::: Data supplied :::

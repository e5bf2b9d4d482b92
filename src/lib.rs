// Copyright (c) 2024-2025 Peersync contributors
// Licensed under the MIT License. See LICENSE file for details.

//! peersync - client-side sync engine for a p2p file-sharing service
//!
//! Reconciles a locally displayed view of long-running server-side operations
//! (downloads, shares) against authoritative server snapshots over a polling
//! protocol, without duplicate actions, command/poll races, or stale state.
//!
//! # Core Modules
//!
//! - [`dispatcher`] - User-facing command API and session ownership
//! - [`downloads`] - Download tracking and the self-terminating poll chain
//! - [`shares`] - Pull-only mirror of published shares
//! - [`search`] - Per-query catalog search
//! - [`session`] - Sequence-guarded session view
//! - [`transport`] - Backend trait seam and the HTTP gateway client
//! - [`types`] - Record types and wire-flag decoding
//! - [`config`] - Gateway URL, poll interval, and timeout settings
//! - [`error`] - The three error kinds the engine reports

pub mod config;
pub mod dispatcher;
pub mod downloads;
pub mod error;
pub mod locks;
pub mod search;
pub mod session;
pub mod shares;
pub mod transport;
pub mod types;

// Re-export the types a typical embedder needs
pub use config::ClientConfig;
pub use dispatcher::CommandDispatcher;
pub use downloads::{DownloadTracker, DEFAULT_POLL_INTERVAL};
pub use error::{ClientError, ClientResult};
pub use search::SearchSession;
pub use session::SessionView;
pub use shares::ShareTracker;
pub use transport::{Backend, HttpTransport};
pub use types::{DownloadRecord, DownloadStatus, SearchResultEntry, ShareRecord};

:::
::: Data supplied :::

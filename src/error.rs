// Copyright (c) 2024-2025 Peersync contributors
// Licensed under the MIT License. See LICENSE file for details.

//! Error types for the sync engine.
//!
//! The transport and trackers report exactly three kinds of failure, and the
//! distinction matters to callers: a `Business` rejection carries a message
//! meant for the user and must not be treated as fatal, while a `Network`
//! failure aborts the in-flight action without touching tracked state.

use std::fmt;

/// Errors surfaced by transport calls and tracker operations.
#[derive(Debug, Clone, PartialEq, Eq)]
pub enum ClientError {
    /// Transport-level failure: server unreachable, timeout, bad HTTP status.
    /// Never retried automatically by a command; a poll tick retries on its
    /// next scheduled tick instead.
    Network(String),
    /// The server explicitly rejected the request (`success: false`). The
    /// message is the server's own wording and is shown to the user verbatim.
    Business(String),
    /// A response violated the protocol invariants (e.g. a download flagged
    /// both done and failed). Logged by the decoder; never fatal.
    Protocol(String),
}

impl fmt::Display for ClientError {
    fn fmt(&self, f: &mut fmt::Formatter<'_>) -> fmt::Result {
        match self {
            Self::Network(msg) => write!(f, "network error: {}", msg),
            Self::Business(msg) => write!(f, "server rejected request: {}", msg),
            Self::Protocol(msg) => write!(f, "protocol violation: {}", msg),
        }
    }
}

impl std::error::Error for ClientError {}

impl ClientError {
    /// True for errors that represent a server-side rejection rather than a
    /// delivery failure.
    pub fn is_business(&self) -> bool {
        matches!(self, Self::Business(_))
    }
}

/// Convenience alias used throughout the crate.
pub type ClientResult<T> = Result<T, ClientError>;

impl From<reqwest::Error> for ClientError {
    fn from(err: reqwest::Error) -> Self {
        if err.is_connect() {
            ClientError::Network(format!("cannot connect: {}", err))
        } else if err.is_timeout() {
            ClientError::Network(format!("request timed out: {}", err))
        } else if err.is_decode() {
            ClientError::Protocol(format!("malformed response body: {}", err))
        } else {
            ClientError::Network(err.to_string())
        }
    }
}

:::

**Action item:** Each line above from the one with "repository e5bf2b9d4d482b92" up to and including the one with "Sequence-guarded session view" must be set down exactly, and no line outside that span may appear.

**Response box:**
repository e5bf2b9d4d482b92
filename src/lib.rs
// Copyright (c) 2024-2025 Peersync contributors
// Licensed under the MIT License. See LICENSE file for details.

//! peersync - client-side sync engine for a p2p file-sharing service
//!
//! Reconciles a locally displayed view of long-running server-side operations
//! (downloads, shares) against authoritative server snapshots over a polling
//! protocol, without duplicate actions, command/poll races, or stale state.
//!
//! # Core Modules
//!
//! - [`dispatcher`] - User-facing command API and session ownership
//! - [`downloads`] - Download tracking and the self-terminating poll chain
//! - [`shares`] - Pull-only mirror of published shares
//! - [`search`] - Per-query catalog search
//! - [`session`] - Sequence-guarded session view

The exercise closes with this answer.